Forse però quel pensiero non era
neppure simile ad una sgrezénda,
pensava Giacinto Masiero ogni sera, infilando la macchina nel garage di casa
sua. Perché una sgrezénda si può
cavar via in qualche maniera. Quel pensiero invece non si poteva cavare, era
fisso come un chiodo da muro o, peggio ancora, come un fischer da muro. Per estrarlo
si sarebbe dovuto scavare, magari addirittura buttar giù tutto e poi dare di
nuovo le malte. Invece, le uniche cose che Giacinto Masiero faceva erano
scrollare la testa e sbuffare in silenzio. E bestemmiare, anche, ma piano, tra
i denti: bestemmie sussurrate che sua moglie fingeva di scambiare per preghiere.

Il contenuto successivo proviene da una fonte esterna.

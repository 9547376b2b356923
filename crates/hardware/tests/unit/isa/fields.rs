use lc3b_pipe_core::common::bits::Word;
use lc3b_pipe_core::isa::instruction::InstructionBits;
use lc3b_pipe_core::isa::opcodes::{OP_ADD, OP_BR, OP_TRAP};

use crate::common::builder::instruction::*;

fn word(raw: u16) -> Word {
    Word::new(u64::from(raw))
}

#[test]
fn operate_fields() {
    let ir = word(add(3, 4, 5));
    assert_eq!(ir.opcode(), OP_ADD);
    assert_eq!(ir.dr().value(), 3);
    assert_eq!(ir.sr1().value(), 4);
    assert_eq!(ir.sr2().value(), 5);
    assert!(!ir.imm_mode());

    let imm = word(add_imm(3, 4, -1));
    assert!(imm.imm_mode());
    assert_eq!(imm.imm5(), -1);
}

#[test]
fn signed_offsets() {
    assert_eq!(word(ldw(0, 0, -32)).offset6(), -32);
    assert_eq!(word(br(true, false, false, -256)).pc_offset9(), -256);
    assert_eq!(word(jsr(1023)).pc_offset11(), 1023);
    assert_eq!(word(br(false, true, false, 1)).opcode(), OP_BR);
}

#[test]
fn trap_and_shift_fields() {
    let ir = word(halt());
    assert_eq!(ir.opcode(), OP_TRAP);
    assert_eq!(ir.trap_vector(), 0x25);

    let shf = word(rshfa(1, 2, 9));
    assert_eq!(shf.shift_type(), 0b11);
    assert_eq!(shf.shift_amount(), 9);
}

#[test]
fn control_store_address_joins_opcode_ir11_and_ir5() {
    // BR: opcode 0, IR11 = n bit.
    assert_eq!(word(br(true, false, false, 0)).control_store_address().value(), 0b000010);
    // ADD immediate: opcode 1, IR11 = 0, IR5 = 1.
    assert_eq!(word(add_imm(1, 1, 5)).control_store_address().value(), 0b000101);
    // JSR: opcode 4, IR11 = 1.
    assert_eq!(word(jsr(2)).control_store_address().value(), 0b010010);
    // JSRR: opcode 4, IR11 = 0.
    assert_eq!(word(jsrr(3)).control_store_address().value(), 0b010000);
    // TRAP x25: IR11 = 0, IR5 = 1.
    assert_eq!(word(halt()).control_store_address().value(), 0b111101);
}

Insomma, buttava male per lui.
Pazienza per il lavoro, il suo lavoro di tornitore che per tanti anni era stato
soltanto cartellino-otto ore, cartellino-casa e ora invece andava e veniva
tagliato dalla cassa integrazione a rotazione; pazienza anche per la sua vita
coniugale, non del tutto piatta ma, anche nei brevi attimi di una notte rubata,
controllata e prevedibile. Del resto, e la schiena, e la prostata che
cominciava a farsi sentire, e la menopausa di sua moglie che le metteva spesso
e volentieri la voglia solo per toglierla in quattro e quattr’otto… tutto contribuiva,
ma pazienza.
Pazienza, infine, che suo figlio si
facesse poco vedere e sentire ma studiare a Milano, dove pure riusciva a
mantenersi quasi da sé, era una gran cosa per lui. Anzi, non solo per lui, per
tutta la famiglia. Sarebbe stato il primo dottore ad arrivare in casa! E per
Giacinto Masiero questa era una soddisfazione bella e buona, sufficiente a
fargli superare tanti momenti di scoramento. Pazienza dunque, sempre pazienza.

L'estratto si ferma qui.